Comprehensive αβ T-Cell Receptor Repertoire Analysis Reveals a Unique CD8+ TCR Landscape in DOCK8-Deficient Patients

Background: Dedicator of cytokinesis protein 8 (DOCK8) is a guanine nucleotide exchange factor highly expressed in, and critical for, the function of various innate and adaptive immune cells. DOCK8 deficiency leads to combined immunodeficiency characterized by susceptibility to infections, autoimmunity, and a severe Th2-type immune response. While dysfunction in various T cell subsets has been implicated in these phenotypes, a comprehensive analysis of the T-cell receptor (TCR) repertoire in these patients has not yet been documented.
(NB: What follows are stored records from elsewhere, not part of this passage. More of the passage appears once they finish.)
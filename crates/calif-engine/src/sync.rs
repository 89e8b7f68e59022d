//! Copy the latest submissions of one task into its grading workspace.

use std::collections::BTreeMap;
use std::fs;
use std::path::{Path, PathBuf};

use calif_core::naming::{
    MANIFEST_FILENAME, SUBMISSION_EXTENSION, individual_artifact_name, team_artifact_name,
};
use calif_core::{CopyRecord, GradingMode, StudentCopy, SyncManifest, TeamCopy, TeamMapping};
use chrono::Utc;
use serde::Serialize;

use crate::error::EngineError;
use crate::fsutil::{atomic_write_json, copy_preserving_mtime};
use crate::layout::GradingLayout;
use crate::report::ItemIssue;
use crate::scanner::{find_task_dir, list_students};
use crate::teams::TeamRegistry;
use crate::version::{ResolvedArtifact, latest_artifact};

/// Outcome of one sync.
#[derive(Debug, Clone, Serialize)]
pub struct SyncReport {
    pub workspace: String,
    pub manifest_path: String,
    pub manifest: SyncManifest,
    pub skipped: Vec<ItemIssue>,
    pub failed: Vec<ItemIssue>,
}

impl SyncReport {
    #[must_use]
    pub fn copied(&self) -> usize {
        self.manifest.students.len()
    }
}

#[derive(Debug, Clone)]
pub struct SyncEngine {
    layout: GradingLayout,
    registry: TeamRegistry,
}

struct Resolved {
    student: String,
    artifact: ResolvedArtifact,
}

impl SyncEngine {
    pub fn new(layout: GradingLayout) -> Self {
        let registry = TeamRegistry::new(layout.clone());
        Self { layout, registry }
    }

    /// Sync `task` of `group` into `<grading_root>/<group>/<task>`.
    ///
    /// The team file is reconciled first, then each student's (or each
    /// team's) latest artifact is copied under its canonical name and the
    /// manifest is rewritten. Students without the task or without a
    /// submission are reported as skipped; failed copies are reported and do
    /// not stop the batch. Re-running with unchanged inputs rewrites the same
    /// files.
    ///
    /// # Errors
    ///
    /// Returns [`EngineError`] when the root or group is missing or when the
    /// workspace, team file, or manifest cannot be written.
    pub fn sync(
        &self,
        group: &str,
        task: &str,
        mode: GradingMode,
    ) -> Result<SyncReport, EngineError> {
        let group_dir = self.layout.require_group_dir(group)?;
        let students = list_students(&group_dir)?;
        let workspace = self.layout.workspace(group, task);
        fs::create_dir_all(&workspace).map_err(|e| EngineError::io(&workspace, e))?;

        let mapping = self.registry.reconcile(
            group,
            students.iter().map(String::as_str),
            mode.is_individual(),
        )?;

        let mut skipped = Vec::new();
        let mut resolved = Vec::new();
        for student in &students {
            let student_dir = group_dir.join(student);
            let Some(task_dir) = find_task_dir(&student_dir, task) else {
                skipped.push(ItemIssue::new(&student_dir, "no folder for this task"));
                continue;
            };
            match latest_artifact(&task_dir) {
                Some(artifact) => resolved.push(Resolved {
                    student: student.clone(),
                    artifact,
                }),
                None => skipped.push(ItemIssue::new(&task_dir, "no submission found")),
            }
        }

        let mut failed = Vec::new();
        let records = match mode {
            GradingMode::Individual => {
                copy_individual(task, &workspace, &mapping, &resolved, &mut failed)
            }
            GradingMode::Teams => copy_teams(task, &workspace, &mapping, &resolved, &mut failed),
        };

        let manifest = SyncManifest {
            group: group.to_string(),
            task: task.to_string(),
            mode,
            source_root: group_dir.to_string_lossy().to_string(),
            dest_root: workspace.to_string_lossy().to_string(),
            students: records,
            generated_at: Utc::now(),
        };
        let manifest_path = workspace.join(MANIFEST_FILENAME);
        atomic_write_json(&manifest_path, &manifest)?;

        tracing::info!(
            group,
            task,
            %mode,
            copied = manifest.students.len(),
            skipped = skipped.len(),
            failed = failed.len(),
            "sync: workspace updated"
        );

        Ok(SyncReport {
            workspace: workspace.to_string_lossy().to_string(),
            manifest_path: manifest_path.to_string_lossy().to_string(),
            manifest,
            skipped,
            failed,
        })
    }
}

fn copy_individual(
    task: &str,
    workspace: &Path,
    mapping: &TeamMapping,
    resolved: &[Resolved],
    failed: &mut Vec<ItemIssue>,
) -> Vec<CopyRecord> {
    let mut records = Vec::new();
    for item in resolved {
        let dest = workspace.join(individual_artifact_name(
            task,
            &item.student,
            &extension_of(&item.artifact.path),
        ));
        if let Err(error) = copy_preserving_mtime(&item.artifact.path, &dest) {
            tracing::warn!(source = %item.artifact.path.display(), %error, "sync: copy failed");
            failed.push(ItemIssue::new(&item.artifact.path, error));
            continue;
        }
        records.push(CopyRecord::Student(StudentCopy {
            student: item.student.clone(),
            team_id: mapping.team_of(&item.student),
            source: item.artifact.path.to_string_lossy().to_string(),
            dest: dest.to_string_lossy().to_string(),
        }));
    }
    records
}

/// One copy per team: the member artifact with the newest modification time.
///
/// Members are visited in name order and only a strictly newer artifact
/// replaces the current pick, so ties go to the first member by name.
fn copy_teams(
    task: &str,
    workspace: &Path,
    mapping: &TeamMapping,
    resolved: &[Resolved],
    failed: &mut Vec<ItemIssue>,
) -> Vec<CopyRecord> {
    let mut chosen = BTreeMap::<u32, &Resolved>::new();
    for item in resolved {
        let team_id = mapping.team_of(&item.student);
        match chosen.get(&team_id) {
            Some(current) if item.artifact.modified <= current.artifact.modified => {}
            _ => {
                chosen.insert(team_id, item);
            }
        }
    }

    let mut records = Vec::new();
    for (team_id, item) in chosen {
        let dest: PathBuf = workspace.join(team_artifact_name(
            task,
            team_id,
            &extension_of(&item.artifact.path),
        ));
        if let Err(error) = copy_preserving_mtime(&item.artifact.path, &dest) {
            tracing::warn!(source = %item.artifact.path.display(), %error, "sync: copy failed");
            failed.push(ItemIssue::new(&item.artifact.path, error));
            continue;
        }
        records.push(CopyRecord::Team(TeamCopy {
            team_id,
            chosen_from: item.student.clone(),
            source: item.artifact.path.to_string_lossy().to_string(),
            dest: dest.to_string_lossy().to_string(),
        }));
    }
    records
}

fn extension_of(path: &Path) -> String {
    path.extension().map_or_else(
        || SUBMISSION_EXTENSION.to_string(),
        |ext| ext.to_string_lossy().to_lowercase(),
    )
}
This study investigates the αβ TCR repertoire in DOCK8-deficient patients to identify features related to disease pathogenesis and explore the potential role of TCR repertoire alterations in disease development. Methods: We compared immune repertoire profiles determined by high-throughput TCR sequencing of circulating CD4+ and CD8+ T cells from patients with DOCK8 deficiency (n = 10) to healthy controls (n = 7) and patients with ataxia-telangiectasia (AT) (n = 5). Results: Different diversity analyses revealed a restricted TRA and TRB repertoire in both CD4+ and CD8+ T cells from DOCK8-deficient patients, with the restriction being more pronounced in CD8+ T cells. Skewed usage of individual variable (V) and joining (J) genes and potentially self-reactive CD8+ T cell clones, as determined by hydrophobicity and cysteine indices, were identified in DOCK8-deficient patients. Conclusion: Our study represents the most comprehensive immune repertoire analysis in DOCK8 deficiency. The identification of a significantly restricted αβ TCR repertoire, along with the detection of potentially autoreactive clones, highlights the crucial role of immune repertoire profiling in elucidating the pathogenesis of DOCK8 deficiency.